The approach that I'm trying to use is to start from the root (assume for simplicity that there is a single root class), and then to build the tree of paths from the root to every other class. The problem is how to pass the information about properties from the parents to children. For example below is an incorrect attempt to do that:
WITH ParentProperty (id, value) AS
(
SELECT c.id, a.value
FROM Classes c
LEFT JOIN AccumulableValues a
ON a.class_id = c.id
WHERE c.id = 1 --This is the root
UNION ALL
SELECT i.class_id, IFNULL(a.value, ba.value)
FROM ParentProperty p
JOIN Inheritance i
ON i.base_class_id = p.id
LEFT JOIN AccumulableValues a
ON a.class_id = i.class_id
LEFT JOIN AccumulableValues ba
ON ba.class_id = i.base_class_id
)
SELECT id, value
FROM ParentProperty;
I feel like I need one more UNION ALL inside the CTE, which is not allowed. But without it I either miss proper values or inherited ones. So far I've failed to design the query for both types of properties.
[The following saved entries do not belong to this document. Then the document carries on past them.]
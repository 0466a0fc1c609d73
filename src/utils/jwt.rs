use chrono::Utc;
use jsonwebtoken::{DecodingKey, EncodingKey, Header, Validation, decode, encode};
use uuid::Uuid;

use crate::config::jwt::JwtConfig;
use crate::modules::auth::model::{Claims, ResetTokenClaims, UserRole};
use crate::utils::errors::AppError;

pub fn create_access_token(
    user_id: Uuid,
    email: &str,
    role: &UserRole,
    jwt_config: &JwtConfig,
) -> Result<String, AppError> {
    let now = Utc::now().timestamp() as usize;
    let exp = (now as i64 + jwt_config.access_token_expiry) as usize;

    let claims = Claims {
        sub: user_id.to_string(),
        email: email.to_string(),
        role: role.as_str().to_string(),
        exp,
        iat: now,
    };

    encode(
        &Header::default(),
        &claims,
        &EncodingKey::from_secret(jwt_config.secret.as_bytes()),
    )
    .map_err(|e| AppError::internal(anyhow::anyhow!("Failed to create token: {}", e)))
}

pub fn verify_token(token: &str, jwt_config: &JwtConfig) -> Result<Claims, AppError> {
    decode::<Claims>(
        token,
        &DecodingKey::from_secret(jwt_config.secret.as_bytes()),
        &Validation::default(),
    )
    .map(|data| data.claims)
    .map_err(|_| AppError::unauthorized("Invalid or expired token".to_string()))
}

pub fn create_reset_token(
    user_id: Uuid,
    email: &str,
    jwt_config: &JwtConfig,
) -> Result<String, AppError> {
    let now = Utc::now().timestamp() as usize;
    let exp = (now as i64 + jwt_config.reset_token_expiry) as usize;

    let claims = ResetTokenClaims {
        user_id: user_id.to_string(),
        email: email.to_string(),
        exp,
        iat: now,
    };

    encode(
        &Header::default(),
        &claims,
        &EncodingKey::from_secret(jwt_config.secret.as_bytes()),
    )
    .map_err(|e| AppError::internal(anyhow::anyhow!("Failed to create reset token: {}", e)))
}

pub fn verify_reset_token(
    token: &str,
    jwt_config: &JwtConfig,
) -> Result<ResetTokenClaims, AppError> {
    decode::<ResetTokenClaims>(
        token,
        &DecodingKey::from_secret(jwt_config.secret.as_bytes()),
        &Validation::default(),
    )
    .map(|data| data.claims)
    .map_err(|_| AppError::bad_request(anyhow::anyhow!("Invalid or expired reset token")))
}
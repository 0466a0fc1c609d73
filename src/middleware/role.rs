//! Role-based authorization helpers.
//!
//! Resource reads require any authenticated user; mutations require an
//! administrative role. Handlers call [`check_any_role`] (or [`check_role`])
//! with the roles the operation allows.

use crate::middleware::auth::AuthUser;
use crate::modules::auth::model::UserRole;
use crate::utils::errors::AppError;

/// Roles allowed to perform administrative mutations.
pub const ADMIN_ROLES: [UserRole; 2] = [UserRole::SuperAdmin, UserRole::SchoolAdmin];

/// Check that the authenticated user holds exactly the required role.
pub fn check_role(auth_user: &AuthUser, required_role: UserRole) -> Result<(), AppError> {
    let user_role = parse_role_from_string(&auth_user.0.role)?;

    if user_role != required_role {
        return Err(AppError::forbidden(format!(
            "Access denied. Required role: {:?}, but user has role: {:?}",
            required_role, user_role
        )));
    }

    Ok(())
}

/// Check that the authenticated user holds one of the allowed roles.
pub fn check_any_role(auth_user: &AuthUser, allowed_roles: &[UserRole]) -> Result<(), AppError> {
    let user_role = parse_role_from_string(&auth_user.0.role)?;

    if !allowed_roles.contains(&user_role) {
        return Err(AppError::forbidden(format!(
            "Access denied. Required roles: {:?}, but user has role: {:?}",
            allowed_roles, user_role
        )));
    }

    Ok(())
}

/// Shortcut for the common "school admin or super admin" gate on mutations.
pub fn check_admin(auth_user: &AuthUser) -> Result<(), AppError> {
    check_any_role(auth_user, &ADMIN_ROLES)
}

pub fn parse_role_from_string(role_str: &str) -> Result<UserRole, AppError> {
    match role_str {
        "super_admin" => Ok(UserRole::SuperAdmin),
        "school_admin" => Ok(UserRole::SchoolAdmin),
        "moderator" => Ok(UserRole::Moderator),
        _ => Err(AppError::internal(anyhow::anyhow!(
            "Invalid role: {}",
            role_str
        ))),
    }
}

#[cfg(test)]
mod tests {
    use super::*;

    #[test]
    fn test_parse_role_from_string() {
        assert!(matches!(
            parse_role_from_string("super_admin"),
            Ok(UserRole::SuperAdmin)
        ));
        assert!(matches!(
            parse_role_from_string("school_admin"),
            Ok(UserRole::SchoolAdmin)
        ));
        assert!(matches!(
            parse_role_from_string("moderator"),
            Ok(UserRole::Moderator)
        ));
        assert!(parse_role_from_string("invalid").is_err());
    }
}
I'm using SQLite as my database engine.
Finally I've found a solution. I'm describing it below, but more efficient ones are still welcomed.
Let's start with the Accumulable property. My problem was that I tried to add more than one UNION ALL into a single CTE. I've solved that with adding additional CTE (see the AcquiresFrom)
WITH AcquiresFrom (class_id, from_class_id, value) AS
(
SELECT a.class_id, a.class_id, a.value
FROM AccumulatableValues a
UNION ALL
SELECT i.class_id, i.base_class_id, NULL
FROM Inheritance i
),
ClassProperty (class_id, value) AS
(
SELECT c.id, NULL
FROM Classes c
LEFT JOIN Inheritance i
ON i.class_id = c.id
WHERE i.base_class_id IS NULL
UNION ALL
SELECT a.class_id, IFNULL(a.value, p.value)
FROM ClassProperty p
JOIN AcquiresFrom a
ON (a.from_class_id = p.class_id AND a.from_class_id != a.class_id) OR
(a.class_id = p.class_id AND a.class_id = a.from_class_id AND p.value IS NULL)
)
SELECT DISTINCT class_id, value
FROM ClassProperty
WHERE value IS NOT NULL
ORDER BY class_id;
The AcquiresFrom means the way to aquire the value: the class either introduces a new value (the first clause) or to inherits it (the second clause). The ClassProperty incrementally propagates the values from base classes to derived. The only thing left to do is to eliminate duplicates and NULL values (the last clause SELECT DISTINCT / WHERE value IS NOT NULL).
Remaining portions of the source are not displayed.